所有的被卡在山涧里的吐蕃人都不知道怎么回事,只听得队伍前方和后方时不时传来惨烈的哭喊声,以及撼人心魄的雷声。
“善恶有报,天雷打鼓!”
震撼心魂的鼓声、喊声再次响起。
“砰!”
“砰!”
“砰!”
……
山石飞舞,硝烟弥漫,血腥气四起。
吐蕃首领急忙命令众人死命奔袭突围冲出山涧。
马儿受惊,撒开四蹄狂奔起来。
冲破了被天雷炸成粉末的血海,却突然看到眼前的道路竟然猛地出现了数十个地陷。
来不及勒住疯马了。
即使拼命将马儿勒出鲜血,也抵不住背后不断冲击而来的马儿人儿,结果被强大的惯性和冲击力一股脑地被推进深渊。
程政终于耐不住性子,拼命将身上的盾牌一推,便将那压在身上的箭矢推举出去。
“兄弟们,将他们送来的箭矢统统给我还回去!”
“喏!”
被憋屈坏了的唐人迅疾地搭弓,拉满,朝着山涧下方射去。
占据有利地势,根本不费吹灰之力。
箭矢跟自己长了翅膀一样,巴不得尽早地飞入山涧。
“嗖!”
“嗖!”
“嗖!”
……
箭矢跟有了灵性一般,各自寻找他们的原主子去了。
“啊!”
“啊!”
……
惨叫声连连,马儿嘶鸣不断。
“别伤了马儿!”程政忽然想起来自己有了很大的疏忽,自己的队伍本来就缺马,这三千吐蕃骑士明摆着是来给自己送马来了。
“程将军,这个莫急,倪总管说他自有安排,战后会送给你近一千多匹骏马,作为送给大舅哥的礼物。”
“真的啊?”
“真的!”
谁人也不知道,有人经立在山涧的出口处,五里外的一大片空地上,正在收割暴躁无比的烈马。
赵六儿骑在一匹高大的母马背上,而他的周围则是近百匹母马,正在焦躁地泡着雪堆。
看到一匹又一匹幸运的马儿从山涧奔跑出来,赵六儿便吹响呼哨,惹得众母马儿原地咆哮起来。

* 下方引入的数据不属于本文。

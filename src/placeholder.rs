//! Extraction, validation, and substitution of `<name>` tokens.
//!
//! Token grammar: `<` identifier `>` where identifier matches
//! `[A-Za-z_][A-Za-z0-9_-]*`. The angle brackets are literal; there is no
//! escape sequence.

use std::collections::BTreeMap;
use std::fmt;

use indexmap::IndexSet;
use once_cell::sync::Lazy;
use regex::Regex;

use crate::workflow::model::{Placeholder, Workflow};

static TOKEN_RE: Lazy<Regex> =
    Lazy::new(|| Regex::new(r"<([A-Za-z_][A-Za-z0-9_-]*)>").unwrap());

#[derive(Debug, Clone, PartialEq, Eq)]
pub enum PlaceholderError {
    /// Raised by `substitute` when values were not provided for every token
    /// present in the text.
    Missing(Vec<String>),
    /// Raised by `validate` when the value does not match the pattern, or
    /// the pattern fails to compile.
    Invalid { reason: String },
}

impl fmt::Display for PlaceholderError {
    fn fmt(&self, f: &mut fmt::Formatter<'_>) -> fmt::Result {
        match self {
            PlaceholderError::Missing(names) => {
                write!(f, "missing placeholder values: {}", names.join(", "))
            }
            PlaceholderError::Invalid { reason } => write!(f, "{reason}"),
        }
    }
}

impl std::error::Error for PlaceholderError {}

/// Ordered, de-duplicated list of placeholder names found in `text`.
pub fn extract(text: &str) -> Vec<String> {
    let mut seen = IndexSet::new();
    for cap in TOKEN_RE.captures_iter(text) {
        seen.insert(cap[1].to_string());
    }
    seen.into_iter().collect()
}

/// Per-placeholder metadata keyed by name, listing only names actually
/// referenced by some step. Explicitly-declared-but-unused placeholders are
/// omitted: they're legal but inert.
#[derive(Debug, Clone, PartialEq, Default)]
pub struct PlaceholderUsage {
    pub prompt: String,
    pub default: String,
    pub validate: String,
    pub secret: bool,
    pub used_in: Vec<String>,
}

pub fn extract_with_metadata(workflow: &Workflow) -> BTreeMap<String, PlaceholderUsage> {
    let mut usage: BTreeMap<String, PlaceholderUsage> = BTreeMap::new();

    for (index, step) in workflow.steps.iter().enumerate() {
        let step_name = step.display_name(index);
        for name in extract(&step.command) {
            let entry = usage.entry(name.clone()).or_insert_with(|| {
                workflow
                    .placeholders
                    .get(&name)
                    .map(|p| PlaceholderUsage {
                        prompt: p.prompt.clone(),
                        default: p.default.clone(),
                        validate: p.validate.clone(),
                        secret: p.secret,
                        used_in: Vec::new(),
                    })
                    .unwrap_or_default()
            });
            entry.used_in.push(step_name);
        }
    }

    usage
}

/// Replace every `<name>` occurrence in `text` with its value from `values`.
/// Values are inserted verbatim — callers that need shell-quoting must quote
/// before calling. Fails with [`PlaceholderError::Missing`] listing every
/// name for which no value was provided.
pub fn substitute(text: &str, values: &BTreeMap<String, String>) -> Result<String, PlaceholderError> {
    let missing: Vec<String> = extract(text)
        .into_iter()
        .filter(|name| !values.contains_key(name))
        .collect();
    if !missing.is_empty() {
        return Err(PlaceholderError::Missing(missing));
    }

    Ok(TOKEN_RE
        .replace_all(text, |caps: &regex::Captures| {
            values.get(&caps[1]).cloned().unwrap_or_default()
        })
        .into_owned())
}

/// Compile `pattern` and match it against the full `value`.
pub fn validate(value: &str, pattern: &str) -> Result<bool, PlaceholderError> {
    let re = Regex::new(pattern).map_err(|e| PlaceholderError::Invalid {
        reason: e.to_string(),
    })?;
    match re.find(value) {
        Some(m) if m.start() == 0 && m.end() == value.len() => Ok(true),
        _ => Ok(false),
    }
}

/// Compile every declared `validate` regex. References to undefined
/// placeholders are collected as warnings rather than failures.
pub fn validate_at_load_time(workflow: &Workflow) -> (Vec<PlaceholderError>, Vec<String>) {
    let mut errors = Vec::new();
    for (name, placeholder) in &workflow.placeholders {
        if let Err(e) = compile_check(placeholder) {
            errors.push(PlaceholderError::Invalid {
                reason: format!("{name}: {e}"),
            });
        }
    }

    let referenced: Vec<String> = workflow
        .steps
        .iter()
        .flat_map(|s| extract(&s.command))
        .collect();
    let warnings: Vec<String> = referenced
        .into_iter()
        .collect::<IndexSet<_>>()
        .into_iter()
        .filter(|name| !workflow.placeholders.contains_key(name))
        .map(|name| format!("placeholder <{name}> is used but not declared"))
        .collect();

    (errors, warnings)
}

fn compile_check(placeholder: &Placeholder) -> Result<(), String> {
    if placeholder.validate.is_empty() {
        return Ok(());
    }
    Regex::new(&placeholder.validate)
        .map(|_| ())
        .map_err(|e| e.to_string())
}

#[cfg(test)]
mod tests {
    use super::*;

    #[test]
    fn extracts_ordered_deduplicated_names() {
        let names = extract("kubectl -n <ns> rollout restart deploy/<svc> -n <ns>");
        assert_eq!(names, vec!["ns".to_string(), "svc".to_string()]);
    }

    #[test]
    fn substitute_replaces_every_occurrence() {
        let mut values = BTreeMap::new();
        values.insert("ns".to_string(), "prod".to_string());
        values.insert("svc".to_string(), "api".to_string());
        let result = substitute(
            "kubectl -n <ns> rollout restart deploy/<svc>",
            &values,
        )
        .unwrap();
        assert_eq!(result, "kubectl -n prod rollout restart deploy/api");
    }

    #[test]
    fn substitute_reports_missing_names() {
        let mut values = BTreeMap::new();
        values.insert("ns".to_string(), "prod".to_string());
        let err = substitute("kubectl -n <ns> rollout restart deploy/<svc>", &values).unwrap_err();
        assert_eq!(err, PlaceholderError::Missing(vec!["svc".to_string()]));
    }

    #[test]
    fn extract_of_substitute_output_has_no_unfilled_tokens() {
        let text = "<a> and <b> and <a>";
        let mut values = BTreeMap::new();
        values.insert("a".to_string(), "1".to_string());
        values.insert("b".to_string(), "2".to_string());
        let out = substitute(text, &values).unwrap();
        assert!(extract(&out).is_empty());
    }

    #[test]
    fn validate_matches_full_value() {
        assert!(validate("prod", "^(prod|staging)$").unwrap());
        assert!(!validate("production", "^(prod|staging)$").unwrap());
    }

    #[test]
    fn metadata_omits_unused_declared_placeholders() {
        let mut workflow = Workflow::new("t");
        workflow.placeholders.insert(
            "unused".to_string(),
            Placeholder::default(),
        );
        workflow.steps.push(crate::workflow::model::Step {
            command: "echo <used>".into(),
            ..Default::default()
        });
        let usage = extract_with_metadata(&workflow);
        assert!(usage.contains_key("used"));
        assert!(!usage.contains_key("unused"));
    }
}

那些受惊受吓的烈马一听到母马的呼唤,突然就清醒过来,狂奔四蹄朝着赵六儿奔跑而来。
异性相吸,不管是人还是马儿,都抵不住这最原始的诱惑和冲动。
望着越来越多的烈马奔袭而来,赵六儿只能拨转马头,率领众母马们朝着更为广阔的地界奔去。